EXERCISE AIM: Wherever the word "reverted" appears in a line of the data, that line should be copied.

TASK INPUT:
○ ○ ○ ○ ○ ○ ○

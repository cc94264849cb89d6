//! Default guards for the governed record types.
//!
//! Timestamps stamped by workflow edges (`confirmed_at`, `completed_at`,
//! `cancelled_at`, `archived_at`, `published_at`) are declared here as
//! trigger-stamped fields so the stamp composes with immutability: the
//! first crossing stamps, every later write is reverted.

use crate::{CreateSource, FieldGuard, ImmutabilityMode, ImmutableField};
use regent_types::RecordType;
use serde_json::json;

fn stamp_when(field: &str, companion: &str, enters: &[&str]) -> ImmutableField {
    ImmutableField::new(
        field,
        ImmutabilityMode::StampWhen {
            companion: companion.to_string(),
            enters: enters.iter().map(|v| json!(v)).collect(),
        },
    )
}

pub fn enrollment_guard() -> FieldGuard {
    FieldGuard::new(RecordType::Enrollment)
        .rule(ImmutableField::new("enrollment_id", ImmutabilityMode::OnceSet).required())
        .rule(
            ImmutableField::new(
                "created_by",
                ImmutabilityMode::SetOnCreate(CreateSource::Actor),
            )
            .required(),
        )
        .rule(
            ImmutableField::new(
                "enrolled_at",
                ImmutabilityMode::SetOnCreate(CreateSource::Timestamp),
            )
            .required(),
        )
        .rule(stamp_when("confirmed_at", "status", &["confirmed"]))
        .rule(stamp_when("completed_at", "status", &["completed"]))
        .rule(stamp_when(
            "cancelled_at",
            "status",
            &["cancelled", "withdrawn"],
        ))
        .rule(ImmutableField::new(
            "certificate_issued",
            ImmutabilityMode::LatchTrue,
        ))
        .rule(ImmutableField::new(
            "certificate_url",
            ImmutabilityMode::OnceSet,
        ))
        .rule(ImmutableField::new(
            "certificate_issued_at",
            ImmutabilityMode::StampWhen {
                companion: "certificate_issued".to_string(),
                enters: vec![json!(true)],
            },
        ))
}

pub fn lead_guard() -> FieldGuard {
    FieldGuard::new(RecordType::Lead)
        .rule(ImmutableField::new("lead_id", ImmutabilityMode::OnceSet).required())
        // Anonymous intake leaves this unset; it is still never
        // client-writable.
        .rule(ImmutableField::new(
            "created_by",
            ImmutabilityMode::SetOnCreate(CreateSource::Actor),
        ))
        .rule(ImmutableField::new(
            "consent_given_at",
            ImmutabilityMode::SetOnCreate(CreateSource::Timestamp),
        ))
        .rule(ImmutableField::new("consent_ip", ImmutabilityMode::OnceSet))
        .rule(ImmutableField::new(
            "gdpr_consent",
            ImmutabilityMode::LatchTrue,
        ))
        .rule(stamp_when("converted_at", "status", &["converted"]))
}

pub fn template_guard() -> FieldGuard {
    FieldGuard::new(RecordType::Template)
        .rule(
            ImmutableField::new(
                "created_by",
                ImmutabilityMode::SetOnCreate(CreateSource::Actor),
            )
            .required(),
        )
        .rule(stamp_when("archived_at", "status", &["archived"]))
}

pub fn course_run_guard() -> FieldGuard {
    FieldGuard::new(RecordType::CourseRun)
        .rule(ImmutableField::new(
            "created_by",
            ImmutabilityMode::SetOnCreate(CreateSource::Actor),
        ))
        .rule(stamp_when("published_at", "status", &["published"]))
}

pub fn media_guard() -> FieldGuard {
    FieldGuard::new(RecordType::Media).rule(ImmutableField::new(
        "created_by",
        ImmutabilityMode::SetOnCreate(CreateSource::Actor),
    ))
}

pub fn faq_guard() -> FieldGuard {
    FieldGuard::new(RecordType::Faq).rule(ImmutableField::new(
        "created_by",
        ImmutabilityMode::SetOnCreate(CreateSource::Actor),
    ))
}

#[cfg(test)]
mod tests {
    use super::*;
    use chrono::{DateTime, Utc};
    use regent_types::{ActorId, Operation, Record, RecordData};

    fn now() -> DateTime<Utc> {
        "2025-03-01T10:00:00Z".parse().unwrap()
    }

    #[test]
    fn test_enrollment_create_stamps_and_owns() {
        let mut incoming = RecordData::new();
        incoming.set("enrollment_id", "ENR-20250301-0001");
        incoming.set("status", "pending");

        let resolution = enrollment_guard()
            .resolve(
                Operation::Create,
                Some(&ActorId::new("advisor-1")),
                incoming,
                None,
                now(),
            )
            .unwrap();
        assert_eq!(resolution.data.get_str("created_by"), Some("advisor-1"));
        assert_eq!(
            resolution.data.get_str("enrolled_at"),
            Some(now().to_rfc3339().as_str())
        );
        // Pending entry stamps nothing else.
        assert!(!resolution.data.is_set("confirmed_at"));
        assert!(!resolution.data.is_set("cancelled_at"));
    }

    #[test]
    fn test_withdrawn_stamps_cancelled_at() {
        let record = Record::new("enr-1", RecordType::Enrollment)
            .with_field("enrollment_id", "ENR-1")
            .with_field("created_by", "u-1")
            .with_field("enrolled_at", "2025-01-01T00:00:00+00:00")
            .with_status("confirmed")
            .with_field("confirmed_at", "2025-01-02T00:00:00+00:00");
        let mut candidate = record.data.clone();
        candidate.set("status", "withdrawn");

        let resolution = enrollment_guard()
            .resolve(Operation::Update, None, candidate, Some(&record), now())
            .unwrap();
        assert!(resolution.data.is_set("cancelled_at"));
        // The confirmation stamp survives the withdrawal.
        assert_eq!(
            resolution.data.get_str("confirmed_at"),
            Some("2025-01-02T00:00:00+00:00")
        );
    }

    #[test]
    fn test_certificate_chain() {
        let record = Record::new("enr-1", RecordType::Enrollment)
            .with_field("enrollment_id", "ENR-1")
            .with_field("created_by", "u-1")
            .with_field("enrolled_at", "2025-01-01T00:00:00+00:00")
            .with_status("completed");
        let mut candidate = record.data.clone();
        candidate.set("certificate_issued", true);
        candidate.set("certificate_url", "https://certs.example/enr-1.pdf");

        let resolution = enrollment_guard()
            .resolve(Operation::Update, None, candidate, Some(&record), now())
            .unwrap();
        assert_eq!(resolution.data.get_bool("certificate_issued"), Some(true));
        assert!(resolution.data.is_set("certificate_issued_at"));
        assert!(resolution
            .stamped
            .contains(&"certificate_issued_at".to_string()));
    }

    #[test]
    fn test_template_archive_stamp_is_single_shot() {
        let record = Record::new("t-1", RecordType::Template)
            .with_field("created_by", "mkt-1")
            .with_status("active");
        let mut candidate = record.data.clone();
        candidate.set("status", "archived");

        let first = template_guard()
            .resolve(Operation::Update, None, candidate, Some(&record), now())
            .unwrap();
        let archived_at = first.data.get_str("archived_at").unwrap().to_string();

        // A later write cannot move it.
        let record = Record::new("t-1", RecordType::Template)
            .with_field("created_by", "mkt-1")
            .with_status("archived")
            .with_field("archived_at", archived_at.clone());
        let mut candidate = record.data.clone();
        candidate.set("archived_at", "1999-01-01T00:00:00+00:00");
        let later: DateTime<Utc> = "2025-06-01T00:00:00Z".parse().unwrap();

        let second = template_guard()
            .resolve(Operation::Update, None, candidate, Some(&record), later)
            .unwrap();
        assert_eq!(
            second.data.get_str("archived_at"),
            Some(archived_at.as_str())
        );
        assert_eq!(second.reverted, vec!["archived_at".to_string()]);
    }

    #[test]
    fn test_lead_consent_is_immutable_evidence() {
        let record = Record::new("l-1", RecordType::Lead)
            .with_field("lead_id", "LEAD-1")
            .with_field("gdpr_consent", true)
            .with_field("consent_given_at", "2025-01-01T00:00:00+00:00")
            .with_field("consent_ip", "203.0.113.9");
        let mut candidate = record.data.clone();
        candidate.set("gdpr_consent", false);
        candidate.set("consent_ip", "198.51.100.1");

        let resolution = lead_guard()
            .resolve(Operation::Update, None, candidate, Some(&record), now())
            .unwrap();
        assert_eq!(resolution.data.get_bool("gdpr_consent"), Some(true));
        assert_eq!(resolution.data.get_str("consent_ip"), Some("203.0.113.9"));
        assert_eq!(resolution.reverted.len(), 2);
    }
}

○ ○ ○ ○ ○ ○ ○

WRITTEN RESPONSE:
//! first crossing stamps, every later write is reverted.
        assert_eq!(second.reverted, vec!["archived_at".to_string()]);
        assert_eq!(resolution.reverted.len(), 2);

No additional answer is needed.